Article Text
Abstract
Background Bimagrumab is a monoclonal antibody that inhibits ligand binding to the activin receptor IIA/B thereby stimulating muscle growth. In a proof of concept study, bimagrumab increased thigh muscle volume (TMV) by 6.5% (p=0.024) and decreased intramuscular adipose tissue (IMAT) by 3% (p=n.s.) after 8 weeks of treatment.
Objectives Using qualitative muscle MRI to characterize disease severity and modification in sporadic inclusion body myositis (sIBM) patients treated with bimagrumab.
Methods 14 patients were randomized to single IV dose (30 mg/kg) of bimagrumab (n=11) or placebo (n=3). Disease severity was assessed by visual scoring of PD images. TMV, IMAT, subcutaneous (SC) adipose tissue volume, and individual muscle volume (IMV) were determined from proton-density (PD) MR images using semi-automated segmentation approaches.

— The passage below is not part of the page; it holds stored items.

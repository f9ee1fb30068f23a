use crate::error::BatchError;

/// Outcome of one [`Tasklet::execute`] call.
#[derive(Debug, Clone, Copy, PartialEq, Eq)]
pub enum RepeatStatus {
    /// The tasklet has more work and wants to be called again.
    Continuable,
    /// The tasklet has finished executing.
    Finished,
}

/// A single-shot unit of work run around the record pipeline, such as
/// backing up a consumed file or removing stale entities.
pub trait Tasklet {
    fn execute(&self) -> Result<RepeatStatus, BatchError>;

    /// Calls [`Tasklet::execute`] until the tasklet reports
    /// [`RepeatStatus::Finished`].
    fn run(&self) -> Result<(), BatchError> {
        while self.execute()? == RepeatStatus::Continuable {}
        Ok(())
    }
}

#[cfg(test)]
mod tests {
    use std::cell::Cell;

    use super::{RepeatStatus, Tasklet};
    use crate::error::BatchError;

    struct Countdown {
        remaining: Cell<usize>,
    }

    impl Tasklet for Countdown {
        fn execute(&self) -> Result<RepeatStatus, BatchError> {
            self.remaining.set(self.remaining.get() - 1);
            if self.remaining.get() == 0 {
                Ok(RepeatStatus::Finished)
            } else {
                Ok(RepeatStatus::Continuable)
            }
        }
    }

    #[test]
    fn run_repeats_until_finished() {
        let countdown = Countdown {
            remaining: Cell::new(3),
        };
        countdown.run().unwrap();
        assert_eq!(countdown.remaining.get(), 0);
    }
}
use thiserror::Error;

#[derive(Error, Debug)]
/// Batch error
pub enum BatchError {
    #[error("Configuration error: {0}")]
    Configuration(String),

    #[error("ItemReader from: {0}")]
    ItemReader(String),

    #[error("{0}")]
    Record(String),

    #[error("Persistence error: {0}")]
    Persistence(String),

    #[error("Tasklet error: {0}")]
    Tasklet(String),

    #[error("{errors} of {total} record(s) could not be imported")]
    Incomplete { errors: usize, total: usize },

    #[error(transparent)]
    Io(#[from] std::io::Error),
}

In addition, the relative fat fraction (%FF) and apparent coefficient of diffusion (ADC) were measured from three-point Dixon and diffusion-weighted images, respectively.
Results After 8 weeks of treatment, mean score for disease activity (21.5±0.6) remained unchanged. Although insignificant, decrease in %FF (−7% vs baseline) was seen at Week-8 in 4 patients while SC and IMAT volumes were slightly reduced. At baseline, fat-infiltrated muscles had lower ADC values than previously reported (1.46±0.11 vs 1.62±0.14 x10-3 mm2/sec) and a trend towards normal values was observed after treatment. At baseline, IMAT content was greater in anterior than in posterior thigh muscles (49% vs 23%, p<0.01). Individual muscle volumes (IMV) increased more in the posterior (+8%) than in anterior thigh compartment (+4%, p<0.01). At Week-16, further decrease in IMAT in all muscles (-7% vs baseline, p<0.05) correlated well with the change from baseline in IMV at Week-8 (r=0.57, p<0.05).
Conclusions MRI may be used in a comprehensive non-invasive way to demonstrate potential of bimagrumab as a disease-modifying therapy which may potentially lead to restoration of normal muscle quality and composition.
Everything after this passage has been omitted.